Graphene Edge Structures: Folding, Tubing, and Twisting

Abstract

In this chapter, different methods to fabricate graphene like chemical vapor deposition, liquid-phase exfoliation, flame synthesis, and pulsed laser deposition and micromechanical exfoliation procedures will be discussed. For the characterization of graphene edge structures, a variety of techniques are cited. The most precise method for analyzing graphene edges is high resolution transmission electron microscopy (HRTEM). Besides, Raman spectroscopy, scanning tunneling microscopy (STM), and atomic force microscopy (AFM) are three of the complementary characterization methods. This chapter will discuss the conventional interface behaviors, giving instances of rehybridization, interface reorganization, restructuring, and chemical functionalization.
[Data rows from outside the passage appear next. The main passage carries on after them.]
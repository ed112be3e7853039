//! runner — execute a flocking sweep and append its run records.
//!
//! Reads a JSON sweep config, expands it into trials, runs them in parallel,
//! and appends one record per trial to `data/<output_csv>`.  Usage:
//!
//! ```text
//! runner [config.json] [threads]
//! ```

use std::path::{Path, PathBuf};

use anyhow::{Context, Result};
use rayon::prelude::*;

use cm_sim::{RunRecordWriter, SweepConfig, run_trial};

// ── Constants ─────────────────────────────────────────────────────────────────

const DEFAULT_CONFIG: &str = "config/experiment1_retry.json";
const DATA_DIR: &str = "data";

fn main() -> Result<()> {
    println!("=== runner — flocking sweep ===");
    println!();

    // 1. Arguments: config path, optional thread count.
    let mut args = std::env::args().skip(1);
    let config_path = args.next().unwrap_or_else(|| DEFAULT_CONFIG.to_string());
    if let Some(threads) = args.next() {
        let threads: usize = threads.parse().context("thread count must be an integer")?;
        rayon::ThreadPoolBuilder::new().num_threads(threads).build_global()?;
    }

    // 2. Load and expand the sweep.
    let config = SweepConfig::from_path(Path::new(&config_path))
        .with_context(|| format!("loading {config_path}"))?;
    let specs = config.expand();
    println!(
        "Loaded {config_path}: {} trials, run_time {}, feedback {}",
        specs.len(),
        config.run_time,
        config.use_feedback,
    );

    // 3. One seed per trial, drawn up front so the parallel schedule cannot
    //    change which trial gets which stream.
    let seeds = draw_seeds(specs.len());

    // 4. Run the trials across the thread pool.
    let outcomes: Vec<_> = specs
        .par_iter()
        .zip(seeds)
        .map(|(spec, seed)| {
            let outcome = run_trial(spec, config.run_time, config.use_feedback, seed);
            println!(
                "Run {} | N={} p={} n1={} n2={} angle1={} angle2={} dir=({:.3}, {:.3})",
                spec.run,
                spec.n,
                spec.p,
                spec.n1,
                spec.n2,
                spec.angle1_deg,
                spec.angle2_deg,
                outcome.direction.x,
                outcome.direction.y,
            );
            outcome
        })
        .collect();

    // 5. Append the records in spec order.
    let out: PathBuf = [DATA_DIR, &config.output_csv].iter().collect();
    let mut writer = RunRecordWriter::append(&out)?;
    for (spec, outcome) in specs.iter().zip(&outcomes) {
        writer.write(spec, outcome)?;
    }
    writer.finish()?;

    println!();
    println!("Appended {} records to {}", outcomes.len(), out.display());
    println!("Done.");
    Ok(())
}

/// Fresh unpredictable seeds, one per trial.
fn draw_seeds(count: usize) -> Vec<u64> {
    use rand::{RngCore, SeedableRng, rngs::SmallRng};

    let mut root = SmallRng::from_entropy();
    (0..count).map(|_| root.next_u64()).collect()
}
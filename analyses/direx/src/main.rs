//! direx — conditional group-direction heatmaps for the feedback experiment.
//!
//! Four conditions, one file each: two informed groupsets (A/B sizes) ×
//! feedback off/on.  Groupset 1 prefers 0°; groupset 2's preference sweeps
//! the conflict angle.  Each panel shows P(group heading | conflict angle)
//! with the weighted-vector-sum prediction overlaid, arranged 2×2 with the
//! feedback conditions in the right column.

use std::fs;
use std::path::Path;

use anyhow::Result;

use cm_heatmap::{ConditionalHistogram, predicted_heading_curve, shifted_heading_deg};
use cm_plot::{HeatmapFigure, Panel};
use cm_table::Table;

// ── Constants ─────────────────────────────────────────────────────────────────

// Panel order: rows top-to-bottom, left column = no feedback.
const CONDITIONS: [&str; 4] = ["Ab", "Bb", "Aa", "Ba"];

const OUTPUT_DIR: &str = "output/direx";

struct Condition {
    hist:      ConditionalHistogram,
    predicted: Vec<(f64, f64)>,
    n1:        u32,
    n2:        u32,
}

fn main() -> Result<()> {
    println!("=== direx — feedback direction analysis ===");
    println!();

    // 1. Load all four condition tables and report their shapes.
    let mut conditions = Vec::with_capacity(CONDITIONS.len());
    println!("Data loaded:");
    for name in CONDITIONS {
        let path = format!("data/direx_{name}.csv");
        let table = Table::load_clean(Path::new(&path))?;
        let (rows, cols) = table.shape();
        println!("  {name}: ({rows}, {cols})");
        conditions.push(build_condition(&table)?);
    }
    println!();

    // 2. Render the 2×2 figure with a shared colorbar.
    let out = Path::new(OUTPUT_DIR);
    fs::create_dir_all(out)?;
    let png = out.join("direx_heatmap.png");

    let panels: Vec<Panel<'_>> = conditions
        .iter()
        .map(|c| Panel {
            hist:      &c.hist,
            predicted: &c.predicted,
            n1:        c.n1,
            n2:        c.n2,
        })
        .collect();

    HeatmapFigure {
        column_titles:  vec!["Without feedback".into(), "With feedback".into()],
        x_label:        "Preferred direction of groupset 2 (degrees)".into(),
        y_label:        "Group direction".into(),
        colorbar_label: "Probability of group direction".into(),
        size:           (1500, 900),
        ..HeatmapFigure::default()
    }
    .render(&png, &panels)?;

    println!("Wrote {}", png.display());
    println!("Done.");
    Ok(())
}

/// Histogram + predicted curve for one condition table.
fn build_condition(table: &Table) -> Result<Condition> {
    let n1 = table.numeric_first("n1")?;
    let n2 = table.numeric_first("n2")?;

    let conflict = table.numeric("angle2_deg")?;
    let dir_x = table.numeric("dirX")?;
    let dir_y = table.numeric("dirY")?;
    let headings: Vec<f64> = dir_x
        .iter()
        .zip(dir_y)
        .map(|(&x, &y)| shifted_heading_deg(x, y))
        .collect();

    let hist = ConditionalHistogram::from_trials(conflict, &headings)?;
    let predicted = predicted_heading_curve(n1, n2);
    Ok(Condition {
        hist,
        predicted,
        n1: n1 as u32,
        n2: n2 as u32,
    })
}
Additionally, important novel topological distortions that take advantage of the existing additional third dimension will be examined, such as the graphene nanoribbon, an example of geometrically anisotropic graphene. Two different topological edge distortions, one parallel to the length of the strip and the other orthogonal to it, will be presented in an infinitely length graphene ribbon. While topological distortions, such as folding and tubing edge structures, can occur orthogonal to the ribbon axis, there can also be topological distortions parallel to the ribbon axis, resulting in twisting edge structures. In the final content, application area of graphene edges will be discussed. © Springer Nature Switzerland AG 2024.